The Words That Run Through My Head:

Who are these kids, and when are their parents coming back?

Thursday, September 30, 2010

I Can't Believe I Had To Go To The Emergency Room

It all started with a big new bike for Scout about 2 weeks ago....

She had a helmet. She had training wheels. She rode it everyday up and down the sidewalk. She loved that bike. Scott and I were pleased.

So, Monday night after Scott returned from Phoenix, we thought an after dinner bike ride / family walk down the street would be the perfect bridge to nighttime routines. Oh how we were misguided.

Scout raced excitedly down the sidewalk ahead of us, her training wheels cling-clanging away. Brooke was slowing Scott and I down trying to climb some neighbor's tree when I looked ahead to Scout and saw her fall over about 8 houses ahead of us. It looked like another tip over, another skinned knee, so I started off towards her. Immediately I knew is was different because she let out the bloody-murder scream and a "MOMMY HELP ME!!!" I kicked off my flip flops and SPRINTED to her thinking, "She's broken her arm." I was surprised to see how broken it was. As she sat there on the sidewalk, I saw a little valley of brokeness in her upper arm, just above the elbow. It wasn't coming out of the skin, but the bone was pushing on it. I scooped Scout up, ran right up to Robin and Jason's house where she had fallen just shy of, and proceeded to ringing and knocking on their door like a crack-addicted jehovah's wittness.

Thankfully, Robin opened the door, and within seconds I was holding Scout in the front seat while Robin raced us to the hospital. We arrived at the pediatric ER with no shoes, no phones, no wallets; just a focused 52 lb 4-year-old with a wet noodle for an arm. Because of the obvious severity of the injury, we were instantly ushered through the waiting room, quickly through triage, and right into a room. She fell at 7:15, and the surgeon was looking at her arm at 7:30. Can I get an amen?

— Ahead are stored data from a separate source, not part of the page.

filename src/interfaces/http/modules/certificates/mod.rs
pub mod handlers;

pub use handlers::*;
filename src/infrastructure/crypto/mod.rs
pub mod jwt;
pub mod password;

pub use jwt::{create_token, verify_token, JwtConfig, TokenClaims};
pub use password::{hash_password, verify_password};
//! Database migrations module

pub use sea_orm_migration::prelude::*;

use sea_orm::{EntityTrait, Schema};

mod m20240101_000001_create_users;
mod m20240101_000002_create_courses;
mod m20240101_000003_create_commerce;
mod m20240101_000004_create_enrollments;
mod m20240101_000005_create_assessments;
mod m20240101_000006_create_community;
mod m20240101_000007_create_media;
mod m20240301_000008_create_watch_activity;

pub struct Migrator;

#[async_trait::async_trait]
impl MigratorTrait for Migrator {
    fn migrations() -> Vec<Box<dyn MigrationTrait>> {
        vec![
            Box::new(m20240101_000001_create_users::Migration),
            Box::new(m20240101_000002_create_courses::Migration),
            Box::new(m20240101_000003_create_commerce::Migration),
            Box::new(m20240101_000004_create_enrollments::Migration),
            Box::new(m20240101_000005_create_assessments::Migration),
            Box::new(m20240101_000006_create_community::Migration),
            Box::new(m20240101_000007_create_media::Migration),
            Box::new(m20240301_000008_create_watch_activity::Migration),
        ]
    }
}

/// Create a table from its entity definition (columns, unique columns and
/// foreign keys declared on the entity).
pub(crate) async fn create_table<E: EntityTrait>(
    manager: &SchemaManager<'_>,
    entity: E,
) -> Result<(), DbErr> {
    let schema = Schema::new(manager.get_database_backend());
    manager
        .create_table(schema.create_table_from_entity(entity).if_not_exists().to_owned())
        .await
}

pub(crate) async fn drop_table<E: EntityTrait>(
    manager: &SchemaManager<'_>,
    entity: E,
) -> Result<(), DbErr> {
    manager
        .drop_table(Table::drop().table(entity).if_exists().to_owned())
        .await
}

pub(crate) async fn create_index<E: EntityTrait>(
    manager: &SchemaManager<'_>,
    name: &str,
    entity: E,
    columns: &[E::Column],
    unique: bool,
) -> Result<(), DbErr> {
    let mut index = Index::create();
    index.name(name).table(entity).if_not_exists();
    for column in columns {
        index.col(*column);
    }
    if unique {
        index.unique();
    }
    manager.create_index(index.to_owned()).await
}
//! Migration to create the course catalog: courses, modules, lessons, tags
//! and prerequisite edges

use sea_orm_migration::prelude::*;

use super::{create_index, create_table, drop_table};
use crate::infrastructure::database::entities::{
    course, course_module, course_prerequisite, course_tag, lesson, tag,
};

#[derive(DeriveMigrationName)]
pub struct Migration;

#[async_trait::async_trait]
impl MigrationTrait for Migration {
    async fn up(&self, manager: &SchemaManager) -> Result<(), DbErr> {
        create_table(manager, course::Entity).await?;
        create_table(manager, course_module::Entity).await?;
        create_table(manager, lesson::Entity).await?;
        create_table(manager, tag::Entity).await?;
        create_table(manager, course_tag::Entity).await?;
        create_table(manager, course_prerequisite::Entity).await?;

        create_index(manager, "idx_courses_status", course::Entity, &[course::Column::Status], false).await?;
        create_index(manager, "idx_courses_teacher", course::Entity, &[course::Column::TeacherId], false).await?;
        create_index(
            manager,
            "idx_course_modules_course",
            course_module::Entity,
            &[course_module::Column::CourseId, course_module::Column::Position],
            false,
        )
        .await?;
        create_index(
            manager,
            "idx_lessons_module",
            lesson::Entity,
            &[lesson::Column::ModuleId, lesson::Column::Position],
            false,
        )
        .await?;
        create_index(manager, "idx_lessons_course", lesson::Entity, &[lesson::Column::CourseId], false).await
    }

    async fn down(&self, manager: &SchemaManager) -> Result<(), DbErr> {
        drop_table(manager, course_prerequisite::Entity).await?;
        drop_table(manager, course_tag::Entity).await?;
        drop_table(manager, tag::Entity).await?;
        drop_table(manager, lesson::Entity).await?;
        drop_table(manager, course_module::Entity).await?;
        drop_table(manager, course::Entity).await
    }
}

To reduce the chances of bones shifting and pinching surrounding tissue and nerves, they started the IV, made orders for surgery and called the anesthesiologist from home. By 10 o'clock that night I realized we would be staying all night in the hospital while Scout recovered from having the bone reset and three pins inserted. She was out of surgery at about 11:30 pm, and at that point, I was glad to see her mangled arm in a pretty pink new cast. When she woke up the next morning, Scout told me in a scratchy voice from her hospital bed that she liked her pink cast too.


She's home and doing really well. I've taken the whole week off since I was informed that kids shouldn't go to school when they are doped up on painkillers ... Who knew?

Scout stayed really calm. Her only requests on the way to the hospital were that Robin lay off driving over bumps in the road (blame dallas streets) and that she get a popsicle when the whole thing was over.



The morning she was "recovering" in the hospital, they brought paints to her room, custom chocolate chip pancakes and she even got that popsicle!

3 comments:

c o'neill said...

Bless her heart! Tell Scout that we love her pink cast...if she has to have a cast. Hugs and Kisses to her from Sarah and Carson.

Mrs. H said...

Oh my gosh! What a little trooper! I'm glad she's ok and everything went so quickly. Her pink cast is quite cute.

Lena said...

How in the heck did I miss this? Poor Scout, you sound like you were a bit traumatized as well! Strong willed like her mother!! I would have fainted, I can't do broken limbs, just blood!